Les résultats obtenus, tant quantitatifs que qualitatifs, montrent clairement que pour les professionnels de la psychologie, l’utilisation de certaines épreuves constitue de véritables actes psychologiques et de ce fait elles relèvent du domaine strict du psychologue. Les tests considérés comme des outils éminemment psychologiques sont les tests d’aptitudes, d’intelligence, de personnalité et les techniques projectives. Pourquoi ceux-ci ?

Parce que ces épreuves reposent toutes, sans exception, sur des théories ou sur un ou plusieurs modèles psychologiques, élaborés par cette branche des sciences humaines qu’est la psychologie. De surcroît, leur maniement implique la connaissance d’une série de savoirs spécifiques et fondamentaux (Castro, 2000) tels que les théories du fonctionnement et du développement humain, les théories de l’adaptation et de la psychopathologie, les modèles de la personnalité et de la psychologie sociale par exemple.

L’utilisation déontologique (dans l’intérêt de l’usager) de ce type d’instrument, suppose, donc, des niveaux élaborés de formation. D’une part, il s’agit d’un niveau  » généraliste  » relatif au fonctionnement et au développement de l’être humain tout au long des cycles de vie ainsi qu’à son adaptation aux différents contextes. D’autre part, il s’agit d’un niveau  » spécialisé  » relatif à une connaissance approfondie des théories ou des modèles qui sous-tendent la construction de tests.

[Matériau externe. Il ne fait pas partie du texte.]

//! Provider operations against the provider-management API.
//!
//! Per record the operations move through
//! `NEW -> CREATING -> PROVISIONED -> UPDATING -> PROVISIONED` and
//! `* -> DESTROYING -> REMOVED`. The record is re-read before every
//! operation; the task itself carries no state.
//!
//! A provider created upstream whose UUID could not be stored is held in
//! memory until the store write succeeds. Retries write the held UUID
//! instead of creating the provider again.

use std::collections::HashMap;
use std::sync::{Arc, Mutex, MutexGuard, PoisonError};

use koku_sources_client::{ProviderApi, ProviderRequest};
use koku_sources_db::{SourceRecord, SourceStore};
use tracing::{info, instrument, warn};
use uuid::Uuid;

use crate::error::{SyncError, SyncResult};
use crate::operation::{Operation, SyncTask};

/// Result of a task that did not fail.
#[derive(Debug, Clone, Copy, PartialEq, Eq)]
pub enum ExecutionOutcome {
    /// The provider call succeeded and the store reflects it.
    Completed,
    /// Nothing to do for the record's current state.
    Skipped(SkipReason),
}

/// Why a task was skipped.
#[derive(Debug, Clone, Copy, PartialEq, Eq)]
pub enum SkipReason {
    /// The record was removed after the task was queued.
    RecordGone,
    /// The record is waiting to be destroyed.
    PendingDelete,
    /// A create for a record that already has a provider.
    AlreadyProvisioned,
    /// An update for a record that has no provider yet.
    NotProvisioned,
    /// Enrichment has not gathered everything a create needs.
    NotReady,
}

/// Runs execution tasks.
pub struct Executor {
    store: Arc<dyn SourceStore>,
    providers: Arc<dyn ProviderApi>,
    fake_auth_header: String,
    unsaved: Mutex<HashMap<i64, Uuid>>,
}

impl Executor {
    pub fn new(
        store: Arc<dyn SourceStore>,
        providers: Arc<dyn ProviderApi>,
        fake_auth_header: impl Into<String>,
    ) -> Self {
        Self {
            store,
            providers,
            fake_auth_header: fake_auth_header.into(),
            unsaved: Mutex::new(HashMap::new()),
        }
    }

    /// Provider UUID created for `source_id` but not yet stored.
    #[must_use]
    pub fn unsaved_provider(&self, source_id: i64) -> Option<Uuid> {
        self.unsaved().get(&source_id).copied()
    }

    fn unsaved(&self) -> MutexGuard<'_, HashMap<i64, Uuid>> {
        self.unsaved.lock().unwrap_or_else(PoisonError::into_inner)
    }

    /// Perform one task against the record's current state.
    #[instrument(skip(self), fields(source_id = task.source_id, operation = %task.operation))]
    pub async fn execute(&self, task: SyncTask) -> SyncResult<ExecutionOutcome> {
        let Some(record) = self.store.get(task.source_id).await? else {
            return Ok(ExecutionOutcome::Skipped(SkipReason::RecordGone));
        };

        match task.operation {
            Operation::Destroy => self.destroy(&record).await,
            Operation::Create => self.create(&record).await,
            Operation::Update => self.update(&record).await,
        }
    }

    fn auth_header<'a>(&'a self, record: &'a SourceRecord) -> &'a str {
        record
            .auth_header
            .as_deref()
            .unwrap_or(&self.fake_auth_header)
    }

    async fn create(&self, record: &SourceRecord) -> SyncResult<ExecutionOutcome> {
        if record.pending_delete {
            return Ok(ExecutionOutcome::Skipped(SkipReason::PendingDelete));
        }
        if record.is_provisioned() {
            self.unsaved().remove(&record.source_id);
            return Ok(ExecutionOutcome::Skipped(SkipReason::AlreadyProvisioned));
        }

        let provider_uuid = match self.unsaved_provider(record.source_id) {
            Some(provider_uuid) => {
                info!(source_id = record.source_id, %provider_uuid, "Storing previously created provider");
                provider_uuid
            }
            None => {
                if !record.is_ready_for_create() {
                    return Ok(ExecutionOutcome::Skipped(SkipReason::NotReady));
                }
                info!(source_id = record.source_id, "Creating provider");
                let request = provider_request(record)?;
                self.providers
                    .create_provider(&request, self.auth_header(record))
                    .await?
            }
        };

        if let Err(e) = self
            .store
            .set_provider_uuid(record.source_id, provider_uuid)
            .await
        {
            warn!(source_id = record.source_id, %provider_uuid, error = %e, "Provider created but not stored");
            self.unsaved().insert(record.source_id, provider_uuid);
            return Err(e.into());
        }
        self.unsaved().remove(&record.source_id);

        info!(source_id = record.source_id, %provider_uuid, "Provider assigned to source");
        Ok(ExecutionOutcome::Completed)
    }

    async fn update(&self, record: &SourceRecord) -> SyncResult<ExecutionOutcome> {
        if record.pending_delete {
            return Ok(ExecutionOutcome::Skipped(SkipReason::PendingDelete));
        }
        let Some(provider_uuid) = record.provider_uuid else {
            return Ok(ExecutionOutcome::Skipped(SkipReason::NotProvisioned));
        };

        let request = provider_request(record)?;
        self.providers
            .update_provider(provider_uuid, &request, self.auth_header(record))
            .await?;
        self.store.clear_update_flag(record.source_id).await?;

        info!(source_id = record.source_id, %provider_uuid, "Provider updated");
        Ok(ExecutionOutcome::Completed)
    }

    async fn destroy(&self, record: &SourceRecord) -> SyncResult<ExecutionOutcome> {
        let provider_uuid = record
            .provider_uuid
            .or_else(|| self.unsaved_provider(record.source_id));
        if let Some(provider_uuid) = provider_uuid {
            match self
                .providers
                .destroy_provider(provider_uuid, self.auth_header(record))
                .await
            {
                Ok(()) => {}
                Err(e) if e.is_not_found() => {
                    info!(source_id = record.source_id, %provider_uuid, "Provider already removed");
                }
                Err(e) => return Err(e.into()),
            }
        }

        self.unsaved().remove(&record.source_id);
        self.store.remove(record.source_id).await?;
        info!(source_id = record.source_id, "Source removed");
        Ok(ExecutionOutcome::Completed)
    }
}

/// Provider create/update body for a record.
pub fn provider_request(record: &SourceRecord) -> SyncResult<ProviderRequest> {
    let missing = |field| SyncError::IncompleteRecord {
        source_id: record.source_id,
        source_type: record.source_type,
        field,
    };

    Ok(ProviderRequest {
        name: record.name.clone().ok_or_else(|| missing("name"))?,
        provider_type: record.source_type.as_str().to_string(),
        authentication: record
            .authentication
            .clone()
            .ok_or_else(|| missing("authentication"))?,
        billing_source: record.billing_source.clone(),
    })
}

L’utilisation déontologique des tests (dans l’intérêt des personnes évaluées) suppose donc un niveau de formation approprié, qui ne peut être atteint qu’à travers un cursus complet en psychologie.

La réalisation de cette enquête et la publication des résultats est une phase importante dans la clarification des différentes questions liées à la pratique des tests psychologiques en France.

Quelle serait maintenant l’étape suivante ? Vers une réglementation ? Si on s’accorde pour dire que la profession, par la voix d’un grand nombre de psychologues, considère en effet, que l’utilisation des tests relève de l’acte psychologique, cela conduit à faire adopter une réglementation restreignant l’utilisation de certains tests aux seuls psychologues (Mogenet, 2000).

Des solutions doivent impérativement être étudiées, en concertation avec l’ensemble des professionnels et les associations de psychologues, tout en tenant compte des aspects européens du problème.

Références bibliographiques
– Castro D. (2001). L’examen psychologique au moyen des tests : de la pratique professionnelle à la formation universitaire. In Les tests, éthique, validité, avenir. Le Journal des Psychologues, avril, 52-55.
– Mogenet, J.-L. (2000). Compte-rendu des travaux de la Commission des Tests, Sous-Commission Travail. Lettre de la SFP, n° 32, août 2000, 12-13.